RETURNED CODE:	The 'errno' will be set to following values.
		EINVAL:		If the <vm_id> is not an integer or the <vm_id>
				is the same with current display-owner's
				vm_id.
		ENODEV:		Can not find the proper VM
		EBUSY:		A pending request of display switch has not
				be done yet.
		0:		Succeed.

EXAMPLES:	Set VM 1 as the display owner.
		echo 1 > /sys/kernel/vgt/control/display_owner
		Set VM 0 (i.e., Dom0) as the display owner.
		echo 0 > /sys/kernel/vgt/control/display_owner

3.1.3 Foreground VM switching
PATH:		/sys/kernel/vgt/control/foreground_vm

SYNOPSIS:	echo <vm_id> > /sys/kernel/vgt/control/foreground_vm

DESCRIPTION:	It is used to set the current VM that is visible on display.
		Notice that the foreground_vm does not necessarily equal to
		display_owner. A foreground VM can have direct access of
		display surface and cursor related MMIOs, hence visible on
		display. Other display related MMIOs will be fully virtualized
		if it is not display owner.

PARAMETERS:
vm_id		The VM ID of a running VM that's associated with a vgt instance

RETURNED CODE:	The 'errno' will be set to following values.
		EINVAL:		If the <vm_id> is not an integer or the <vm_id>
				is the same with current display-owner's
				vm_id.
		ENODEV:		Can not find the proper VM
		EBUSY:		A pending request of the switch has not be
				done yet.
		0:		Succeed.

EXAMPLES:	Set VM 1 as the foreground VM.
		echo 1 > /sys/kernel/vgt/control/foreground_vm
		Set VM 0 (i.e., Dom0) as the foreground VM.
		echo 0 > /sys/kernel/vgt/control/foreground_vm

3.1.4 Enable/disable rendering context switch (experimental)
PATH:		/sys/kernel/vgt/control/ctx_switch

SYNOPSIS:	echo <render_switch> > /sys/kernel/vgt/control/ctx_switch

DESCRIPTION:	It is used to enable/disable rendering context switch
		dynamically. This feature was mainly used for debugging instead
		of a formal feature.

RETURNED CODE:	The 'errno' will be set to following values.
		EINVAL:		If <render_switch> is not an integer.
		0:		Succeed.
PARAMETERS:
render_switch	When it is non-zero, rendering context switch will be
		enabled otherwise it will be disabled.

3.1.5 Display PORT/Monitor management

Below are per-VM sysfs interfaces for users to query and change display status. 
Those  interfaces present virtual information which is not necessarily the same
as physical one. Since we do not virtualize display for the VM who is display
owner(usually it is dom0), the information is not meaningful for display owner
VM. Instead, people could use drm interface to get information.

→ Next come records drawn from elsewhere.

//! HTTP endpoint handlers

use std::{convert::Infallible, sync::Arc};
use axum::{
    extract::{rejection::JsonRejection, Path, State},
    http::StatusCode,
    response::{
        sse::{Event, KeepAlive, Sse},
        Html, Json,
    },
};
use futures::stream::{self, Stream};
use tracing::{debug, warn};

use crate::state::{AppState, Command, Mode};
use super::responses::{
    ApiResponse, DurationRequest, FontRequest, HealthResponse, StatusResponse,
};

type Rejection = (StatusCode, Json<ApiResponse>);

const INDEX_HTML: &str = include_str!("../../assets/index.html");

/// Apply a command and answer with the frame it produced
fn run_command(state: &AppState, command: Command, message: &str) -> Json<ApiResponse> {
    state.apply(command);
    Json(ApiResponse::ok(message.to_string(), state.display.current()))
}

fn reject(state: &AppState, status: StatusCode, message: String) -> Rejection {
    warn!("Rejected request: {}", message);
    (status, Json(ApiResponse::error(message, state.display.current())))
}

/// Unwrap a JSON body, turning axum's plain-text rejection into an `ApiResponse`
fn json_body<T>(state: &AppState, body: Result<Json<T>, JsonRejection>) -> Result<T, Rejection> {
    body.map(|Json(request)| request)
        .map_err(|e| reject(state, StatusCode::BAD_REQUEST, e.body_text()))
}

/// Handle GET / - Serve the timer page
pub async fn index_handler() -> Html<&'static str> {
    Html(INDEX_HTML)
}

/// Handle POST /start - Start the countdown
pub async fn start_handler(State(state): State<Arc<AppState>>) -> Json<ApiResponse> {
    run_command(&state, Command::Start, "Timer started")
}

/// Handle POST /stop - Pause the countdown
pub async fn stop_handler(State(state): State<Arc<AppState>>) -> Json<ApiResponse> {
    run_command(&state, Command::Stop, "Timer stopped")
}

/// Handle POST /reset - Back to a full Work interval
pub async fn reset_handler(State(state): State<Arc<AppState>>) -> Json<ApiResponse> {
    run_command(&state, Command::Reset, "Timer reset")
}

/// Handle POST /mode/:mode - Select Work or Break
pub async fn mode_handler(
    State(state): State<Arc<AppState>>,
    Path(mode): Path<String>,
) -> Result<Json<ApiResponse>, Rejection> {
    let Some(target) = Mode::from_id(&mode) else {
        return Err(reject(&state, StatusCode::NOT_FOUND, format!("Unknown mode '{}'", mode)));
    };
    let message = format!("Selected {} mode", target.as_str());
    Ok(run_command(&state, Command::SelectMode(target), &message))
}

/// Handle PUT /duration/work - Set the Work length in minutes
pub async fn work_duration_handler(
    State(state): State<Arc<AppState>>,
    body: Result<Json<DurationRequest>, JsonRejection>,
) -> Result<Json<ApiResponse>, Rejection> {
    let request = json_body(&state, body)?;
    let minutes = request
        .minutes
        .validate()
        .map_err(|e| reject(&state, StatusCode::BAD_REQUEST, e))?;
    let message = format!("Work duration set to {} minutes", minutes.get());
    Ok(run_command(&state, Command::SetWorkDuration(minutes), &message))
}

/// Handle PUT /duration/break - Set the Break length in minutes
pub async fn break_duration_handler(
    State(state): State<Arc<AppState>>,
    body: Result<Json<DurationRequest>, JsonRejection>,
) -> Result<Json<ApiResponse>, Rejection> {
    let request = json_body(&state, body)?;
    let minutes = request
        .minutes
        .validate()
        .map_err(|e| reject(&state, StatusCode::BAD_REQUEST, e))?;
    let message = format!("Break duration set to {} minutes", minutes.get());
    Ok(run_command(&state, Command::SetBreakDuration(minutes), &message))
}

/// Handle PUT /font - Change the display typeface
pub async fn font_handler(
    State(state): State<Arc<AppState>>,
    body: Result<Json<FontRequest>, JsonRejection>,
) -> Result<Json<ApiResponse>, Rejection> {
    let request = json_body(&state, body)?;
    if state.apply(Command::ChangeDisplayFont(request.font.clone())) {
        Ok(Json(ApiResponse::ok(
            format!("Font set to {}", request.font),
            state.display.current(),
        )))
    } else {
        Ok(Json(ApiResponse::unchanged(
            format!("Unknown font '{}', typeface unchanged", request.font),
            state.display.current(),
        )))
    }
}

/// Handle GET /events - Stream display frames as Server-Sent Events
pub async fn events_handler(
    State(state): State<Arc<AppState>>,
) -> Sse<impl Stream<Item = Result<Event, Infallible>>> {
    debug!("Display subscriber connected");
    let rx = state.display.subscribe();

    // First frame is sent right away, then one per change
    let frames = stream::unfold((rx, true), |(mut rx, first)| async move {
        if !first && rx.changed().await.is_err() {
            return None;
        }
        let update = rx.borrow_and_update().clone();
        let event = match serde_json::to_string(&update) {
            Ok(data) => Event::default().event("display").data(data),
            Err(e) => Event::default().event("error").data(e.to_string()),
        };
        Some((Ok::<_, Infallible>(event), (rx, false)))
    });

    Sse::new(frames).keep_alive(KeepAlive::default())
}

/// Handle GET /status - Return the current timer status
pub async fn status_handler(State(state): State<Arc<AppState>>) -> Json<StatusResponse> {
    let timer = state.controller.state();
    let (last_action, last_action_time) = state.get_last_action();

    Json(StatusResponse {
        timer: timer.snapshot(),
        work_minutes: timer.work_duration / 60,
        break_minutes: timer.break_duration / 60,
        font: state.display.font(),
        display: state.display.current(),
        uptime: state.get_uptime(),
        port: state.port,
        host: state.host.clone(),
        last_action,
        last_action_time,
    })
}

/// Handle GET /health - Health check endpoint
pub async fn health_handler() -> Json<HealthResponse> {
    Json(HealthResponse::ok())
}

3.1.5.1 monitor edid information

PATH:		/sys/kernel/vgt/vm#/PORT_#/edid

SYNOPSIS:	cat /sys/kernel/vgt/vm#/PORT_#/edid
		echo <binary_stream> > /sys/kernel/vgt/vm#/PORT_#/edid

DESCRIPTION:	It is used to show the EDID of the monitor to be presented on
		that port; or give input to set the EDID. The new written EDID
		value will take effect in next hotplug interrupt.

RETURNS:	binary value of 128-byte EDID block. Extended EDID block is
		not supported.

3.1.5.2 the virtual pipe information

PATH:           	/sys/kernel/vgt/vm#/PORT_#/pipe

SYNOPSIS:	cat /sys/kernel/vgt/vm#/PORT_#/pipe

DESCRIPTION:	It is used to query which virtual pipe is connected to that port.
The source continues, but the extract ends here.